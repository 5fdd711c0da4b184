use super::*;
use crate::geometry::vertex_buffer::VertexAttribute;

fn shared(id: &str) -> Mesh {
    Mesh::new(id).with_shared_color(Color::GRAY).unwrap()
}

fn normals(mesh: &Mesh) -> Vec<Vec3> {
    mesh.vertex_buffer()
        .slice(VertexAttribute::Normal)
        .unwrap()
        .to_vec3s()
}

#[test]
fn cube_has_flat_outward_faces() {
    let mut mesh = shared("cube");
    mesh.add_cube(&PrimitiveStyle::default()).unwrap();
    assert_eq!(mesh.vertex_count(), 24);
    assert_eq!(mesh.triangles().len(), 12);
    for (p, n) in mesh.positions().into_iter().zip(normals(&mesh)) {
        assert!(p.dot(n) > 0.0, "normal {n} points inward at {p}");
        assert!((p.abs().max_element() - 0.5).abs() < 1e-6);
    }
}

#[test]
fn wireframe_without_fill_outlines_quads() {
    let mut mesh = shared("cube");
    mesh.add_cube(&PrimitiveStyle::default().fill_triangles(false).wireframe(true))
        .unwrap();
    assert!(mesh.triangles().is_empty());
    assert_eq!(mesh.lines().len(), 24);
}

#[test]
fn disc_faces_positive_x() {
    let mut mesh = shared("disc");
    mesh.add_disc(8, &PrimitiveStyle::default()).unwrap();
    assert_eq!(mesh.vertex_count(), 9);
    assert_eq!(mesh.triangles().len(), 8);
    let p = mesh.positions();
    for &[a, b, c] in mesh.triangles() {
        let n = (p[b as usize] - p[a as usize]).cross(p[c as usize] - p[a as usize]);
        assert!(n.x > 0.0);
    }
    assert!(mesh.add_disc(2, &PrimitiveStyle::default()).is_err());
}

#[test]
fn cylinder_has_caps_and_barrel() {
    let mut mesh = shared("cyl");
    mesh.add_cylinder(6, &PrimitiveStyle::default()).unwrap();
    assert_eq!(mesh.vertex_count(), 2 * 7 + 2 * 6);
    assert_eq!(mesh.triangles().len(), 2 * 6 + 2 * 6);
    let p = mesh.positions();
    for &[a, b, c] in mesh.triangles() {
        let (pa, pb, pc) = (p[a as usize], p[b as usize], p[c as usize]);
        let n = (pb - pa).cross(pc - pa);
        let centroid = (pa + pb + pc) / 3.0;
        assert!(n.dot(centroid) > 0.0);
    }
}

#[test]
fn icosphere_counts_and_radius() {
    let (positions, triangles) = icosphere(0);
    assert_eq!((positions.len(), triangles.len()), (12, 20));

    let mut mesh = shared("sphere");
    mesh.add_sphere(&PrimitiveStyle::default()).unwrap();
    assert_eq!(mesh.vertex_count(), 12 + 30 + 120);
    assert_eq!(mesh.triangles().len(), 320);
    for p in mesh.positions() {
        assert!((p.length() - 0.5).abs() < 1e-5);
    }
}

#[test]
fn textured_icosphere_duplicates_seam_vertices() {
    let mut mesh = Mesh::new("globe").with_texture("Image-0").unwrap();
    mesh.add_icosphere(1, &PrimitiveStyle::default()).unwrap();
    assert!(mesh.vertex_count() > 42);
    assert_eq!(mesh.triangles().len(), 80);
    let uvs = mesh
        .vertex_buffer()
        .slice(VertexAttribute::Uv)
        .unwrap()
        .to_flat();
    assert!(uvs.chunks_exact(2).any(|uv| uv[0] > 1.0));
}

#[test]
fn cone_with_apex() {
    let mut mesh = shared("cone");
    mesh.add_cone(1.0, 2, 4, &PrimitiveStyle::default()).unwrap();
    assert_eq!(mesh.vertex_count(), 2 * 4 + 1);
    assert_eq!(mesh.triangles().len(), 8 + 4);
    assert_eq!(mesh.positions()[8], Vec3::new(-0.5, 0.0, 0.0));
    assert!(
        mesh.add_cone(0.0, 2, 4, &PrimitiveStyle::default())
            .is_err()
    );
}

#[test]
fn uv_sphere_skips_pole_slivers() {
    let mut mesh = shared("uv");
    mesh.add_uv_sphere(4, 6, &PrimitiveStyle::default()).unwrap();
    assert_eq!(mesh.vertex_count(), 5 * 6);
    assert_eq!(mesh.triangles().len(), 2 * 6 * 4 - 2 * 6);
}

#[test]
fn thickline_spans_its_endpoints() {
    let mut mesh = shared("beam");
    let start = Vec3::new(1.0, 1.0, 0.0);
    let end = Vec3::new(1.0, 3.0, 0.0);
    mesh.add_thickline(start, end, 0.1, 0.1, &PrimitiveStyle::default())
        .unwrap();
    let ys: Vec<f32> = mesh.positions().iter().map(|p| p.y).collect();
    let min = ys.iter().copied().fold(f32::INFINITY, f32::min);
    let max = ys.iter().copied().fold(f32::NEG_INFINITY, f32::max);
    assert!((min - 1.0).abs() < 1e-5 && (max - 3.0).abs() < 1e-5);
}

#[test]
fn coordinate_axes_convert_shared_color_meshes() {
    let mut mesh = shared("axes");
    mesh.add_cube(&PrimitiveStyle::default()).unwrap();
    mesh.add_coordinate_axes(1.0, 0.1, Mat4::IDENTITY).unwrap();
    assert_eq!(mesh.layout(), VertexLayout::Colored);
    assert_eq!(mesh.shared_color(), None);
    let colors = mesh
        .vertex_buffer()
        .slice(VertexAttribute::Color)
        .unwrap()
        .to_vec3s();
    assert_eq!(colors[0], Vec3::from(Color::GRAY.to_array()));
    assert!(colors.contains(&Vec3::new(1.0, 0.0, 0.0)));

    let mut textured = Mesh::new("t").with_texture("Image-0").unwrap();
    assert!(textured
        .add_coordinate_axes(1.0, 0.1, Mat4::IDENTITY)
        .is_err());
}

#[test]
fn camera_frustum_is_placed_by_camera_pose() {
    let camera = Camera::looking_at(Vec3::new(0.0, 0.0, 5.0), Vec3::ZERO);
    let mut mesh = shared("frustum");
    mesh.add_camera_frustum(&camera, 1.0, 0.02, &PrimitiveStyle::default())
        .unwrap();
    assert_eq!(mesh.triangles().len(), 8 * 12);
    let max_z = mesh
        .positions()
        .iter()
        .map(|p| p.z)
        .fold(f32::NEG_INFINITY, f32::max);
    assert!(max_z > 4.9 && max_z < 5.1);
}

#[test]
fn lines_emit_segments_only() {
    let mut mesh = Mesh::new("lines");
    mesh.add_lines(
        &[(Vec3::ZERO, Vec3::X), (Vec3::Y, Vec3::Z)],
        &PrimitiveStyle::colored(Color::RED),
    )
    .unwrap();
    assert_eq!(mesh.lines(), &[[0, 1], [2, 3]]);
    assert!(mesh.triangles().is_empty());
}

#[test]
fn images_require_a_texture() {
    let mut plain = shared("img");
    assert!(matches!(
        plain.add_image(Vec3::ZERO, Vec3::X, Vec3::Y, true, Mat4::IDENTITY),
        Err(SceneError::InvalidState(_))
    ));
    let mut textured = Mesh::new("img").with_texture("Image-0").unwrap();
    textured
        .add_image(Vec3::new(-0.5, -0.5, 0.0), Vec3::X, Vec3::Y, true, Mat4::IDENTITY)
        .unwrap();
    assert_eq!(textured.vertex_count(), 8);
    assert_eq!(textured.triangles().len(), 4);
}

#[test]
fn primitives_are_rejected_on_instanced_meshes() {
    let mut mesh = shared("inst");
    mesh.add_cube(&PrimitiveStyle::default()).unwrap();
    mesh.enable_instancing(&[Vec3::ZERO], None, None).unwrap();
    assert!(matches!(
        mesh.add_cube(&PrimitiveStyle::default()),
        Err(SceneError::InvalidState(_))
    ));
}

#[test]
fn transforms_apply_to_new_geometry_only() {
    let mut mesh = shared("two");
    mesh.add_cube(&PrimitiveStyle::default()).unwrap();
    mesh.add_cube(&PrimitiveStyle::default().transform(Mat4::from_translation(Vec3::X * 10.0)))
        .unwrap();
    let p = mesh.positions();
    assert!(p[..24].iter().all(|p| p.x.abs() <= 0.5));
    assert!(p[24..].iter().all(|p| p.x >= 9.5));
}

==

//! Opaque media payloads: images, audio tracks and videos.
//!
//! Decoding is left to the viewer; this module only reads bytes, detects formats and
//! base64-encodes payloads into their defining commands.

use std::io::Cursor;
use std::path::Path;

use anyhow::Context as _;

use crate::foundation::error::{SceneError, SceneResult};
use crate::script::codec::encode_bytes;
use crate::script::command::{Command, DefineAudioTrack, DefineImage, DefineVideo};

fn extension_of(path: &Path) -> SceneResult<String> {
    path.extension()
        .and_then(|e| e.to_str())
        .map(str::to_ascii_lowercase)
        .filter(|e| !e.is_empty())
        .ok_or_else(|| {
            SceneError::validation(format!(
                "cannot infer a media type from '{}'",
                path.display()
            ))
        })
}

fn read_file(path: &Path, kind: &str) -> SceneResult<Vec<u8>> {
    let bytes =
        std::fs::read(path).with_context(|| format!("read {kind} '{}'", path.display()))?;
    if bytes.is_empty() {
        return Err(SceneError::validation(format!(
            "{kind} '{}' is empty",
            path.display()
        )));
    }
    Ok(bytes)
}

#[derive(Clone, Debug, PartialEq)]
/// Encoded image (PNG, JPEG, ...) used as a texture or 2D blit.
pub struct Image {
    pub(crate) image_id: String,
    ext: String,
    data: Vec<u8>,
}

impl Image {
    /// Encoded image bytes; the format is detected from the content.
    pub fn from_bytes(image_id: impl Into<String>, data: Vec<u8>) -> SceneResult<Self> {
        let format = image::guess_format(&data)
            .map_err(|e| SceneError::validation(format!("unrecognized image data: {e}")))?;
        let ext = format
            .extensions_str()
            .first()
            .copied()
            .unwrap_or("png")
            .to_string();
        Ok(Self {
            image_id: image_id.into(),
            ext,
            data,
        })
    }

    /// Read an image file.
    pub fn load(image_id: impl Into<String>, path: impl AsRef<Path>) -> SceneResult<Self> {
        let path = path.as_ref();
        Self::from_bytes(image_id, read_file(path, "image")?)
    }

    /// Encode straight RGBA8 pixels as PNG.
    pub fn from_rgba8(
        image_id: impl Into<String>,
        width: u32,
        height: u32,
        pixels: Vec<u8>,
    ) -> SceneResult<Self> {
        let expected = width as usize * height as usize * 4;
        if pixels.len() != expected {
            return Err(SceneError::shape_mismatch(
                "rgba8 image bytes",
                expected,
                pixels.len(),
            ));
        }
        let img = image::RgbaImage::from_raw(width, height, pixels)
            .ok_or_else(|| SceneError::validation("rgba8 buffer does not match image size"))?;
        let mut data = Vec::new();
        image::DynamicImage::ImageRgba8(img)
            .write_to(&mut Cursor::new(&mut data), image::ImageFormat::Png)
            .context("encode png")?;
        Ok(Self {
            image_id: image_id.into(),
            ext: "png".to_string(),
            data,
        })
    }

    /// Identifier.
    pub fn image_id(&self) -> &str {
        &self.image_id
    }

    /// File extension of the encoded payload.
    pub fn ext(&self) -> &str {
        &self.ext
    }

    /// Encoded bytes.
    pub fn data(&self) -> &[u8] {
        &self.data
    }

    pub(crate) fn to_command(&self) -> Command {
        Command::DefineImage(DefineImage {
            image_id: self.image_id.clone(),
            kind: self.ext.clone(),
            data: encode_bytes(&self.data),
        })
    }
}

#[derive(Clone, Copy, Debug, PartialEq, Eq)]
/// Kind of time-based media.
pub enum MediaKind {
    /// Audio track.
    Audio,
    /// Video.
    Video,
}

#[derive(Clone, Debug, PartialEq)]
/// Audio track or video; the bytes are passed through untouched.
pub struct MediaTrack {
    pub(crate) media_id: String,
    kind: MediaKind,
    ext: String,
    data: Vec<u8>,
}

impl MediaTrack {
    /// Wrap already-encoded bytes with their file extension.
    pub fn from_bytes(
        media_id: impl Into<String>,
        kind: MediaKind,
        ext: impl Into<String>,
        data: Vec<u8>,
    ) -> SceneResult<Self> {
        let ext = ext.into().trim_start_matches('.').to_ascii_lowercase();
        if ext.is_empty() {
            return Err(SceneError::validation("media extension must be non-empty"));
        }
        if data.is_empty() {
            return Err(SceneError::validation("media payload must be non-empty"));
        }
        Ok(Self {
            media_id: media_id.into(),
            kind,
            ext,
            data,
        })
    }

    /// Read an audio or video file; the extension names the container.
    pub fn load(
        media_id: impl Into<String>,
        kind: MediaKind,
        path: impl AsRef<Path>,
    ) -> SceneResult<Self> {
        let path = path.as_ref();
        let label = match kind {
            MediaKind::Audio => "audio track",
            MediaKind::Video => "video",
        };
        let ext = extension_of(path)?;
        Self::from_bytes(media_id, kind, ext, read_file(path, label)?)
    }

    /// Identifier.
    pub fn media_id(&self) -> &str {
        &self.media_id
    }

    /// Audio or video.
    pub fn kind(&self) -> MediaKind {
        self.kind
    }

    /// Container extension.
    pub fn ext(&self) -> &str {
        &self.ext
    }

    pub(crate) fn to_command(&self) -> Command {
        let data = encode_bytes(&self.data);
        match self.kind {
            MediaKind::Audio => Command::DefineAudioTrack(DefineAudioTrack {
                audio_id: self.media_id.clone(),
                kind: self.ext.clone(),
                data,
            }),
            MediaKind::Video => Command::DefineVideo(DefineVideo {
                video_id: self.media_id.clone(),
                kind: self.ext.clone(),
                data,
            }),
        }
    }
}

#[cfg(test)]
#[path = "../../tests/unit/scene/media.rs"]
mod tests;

--

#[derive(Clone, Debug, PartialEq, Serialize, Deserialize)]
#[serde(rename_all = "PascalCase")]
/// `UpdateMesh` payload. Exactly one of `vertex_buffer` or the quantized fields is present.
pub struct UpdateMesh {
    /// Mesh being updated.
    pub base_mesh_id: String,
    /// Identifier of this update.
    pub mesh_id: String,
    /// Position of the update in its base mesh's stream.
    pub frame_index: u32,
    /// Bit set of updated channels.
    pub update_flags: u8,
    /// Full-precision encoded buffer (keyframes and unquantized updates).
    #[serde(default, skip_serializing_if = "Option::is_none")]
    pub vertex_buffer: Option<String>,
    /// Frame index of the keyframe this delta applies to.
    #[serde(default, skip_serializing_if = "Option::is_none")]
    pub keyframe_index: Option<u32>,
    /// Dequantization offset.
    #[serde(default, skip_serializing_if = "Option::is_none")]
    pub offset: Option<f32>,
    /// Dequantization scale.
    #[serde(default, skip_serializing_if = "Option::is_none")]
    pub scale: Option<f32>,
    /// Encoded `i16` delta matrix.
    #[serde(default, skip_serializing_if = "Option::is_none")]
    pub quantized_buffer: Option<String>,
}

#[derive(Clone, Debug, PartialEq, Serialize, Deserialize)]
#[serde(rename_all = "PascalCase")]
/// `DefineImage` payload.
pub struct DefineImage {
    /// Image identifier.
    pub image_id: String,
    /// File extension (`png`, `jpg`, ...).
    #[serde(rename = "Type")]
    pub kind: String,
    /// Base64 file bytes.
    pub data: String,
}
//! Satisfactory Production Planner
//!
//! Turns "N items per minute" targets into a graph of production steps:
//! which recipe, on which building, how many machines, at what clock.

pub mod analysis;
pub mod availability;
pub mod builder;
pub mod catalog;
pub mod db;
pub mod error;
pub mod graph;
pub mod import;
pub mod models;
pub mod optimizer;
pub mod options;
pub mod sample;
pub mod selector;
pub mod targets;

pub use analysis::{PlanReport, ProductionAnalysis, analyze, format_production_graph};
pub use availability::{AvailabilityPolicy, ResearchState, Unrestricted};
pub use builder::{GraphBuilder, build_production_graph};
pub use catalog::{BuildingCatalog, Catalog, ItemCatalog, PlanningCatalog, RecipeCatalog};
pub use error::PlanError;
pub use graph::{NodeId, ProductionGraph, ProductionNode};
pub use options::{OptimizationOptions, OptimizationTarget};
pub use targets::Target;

## WHAT TO WORK ON
For this exercise, please output exactly the lines above starting at the line with "repository 5fdd711c0da4b184" and ending at the line with "for (p, n) in", ends included.

## ANSWER TO THE PROBLEM
repository 5fdd711c0da4b184
use super::*;
use crate::geometry::vertex_buffer::VertexAttribute;

fn shared(id: &str) -> Mesh {
    Mesh::new(id).with_shared_color(Color::GRAY).unwrap()
}

fn normals(mesh: &Mesh) -> Vec<Vec3> {
    mesh.vertex_buffer()
        .slice(VertexAttribute::Normal)
        .unwrap()
        .to_vec3s()
}

#[test]
fn cube_has_flat_outward_faces() {
    let mut mesh = shared("cube");
    mesh.add_cube(&PrimitiveStyle::default()).unwrap();
    assert_eq!(mesh.vertex_count(), 24);
    assert_eq!(mesh.triangles().len(), 12);
    for (p, n) in mesh.positions().into_iter().zip(normals(&mesh)) {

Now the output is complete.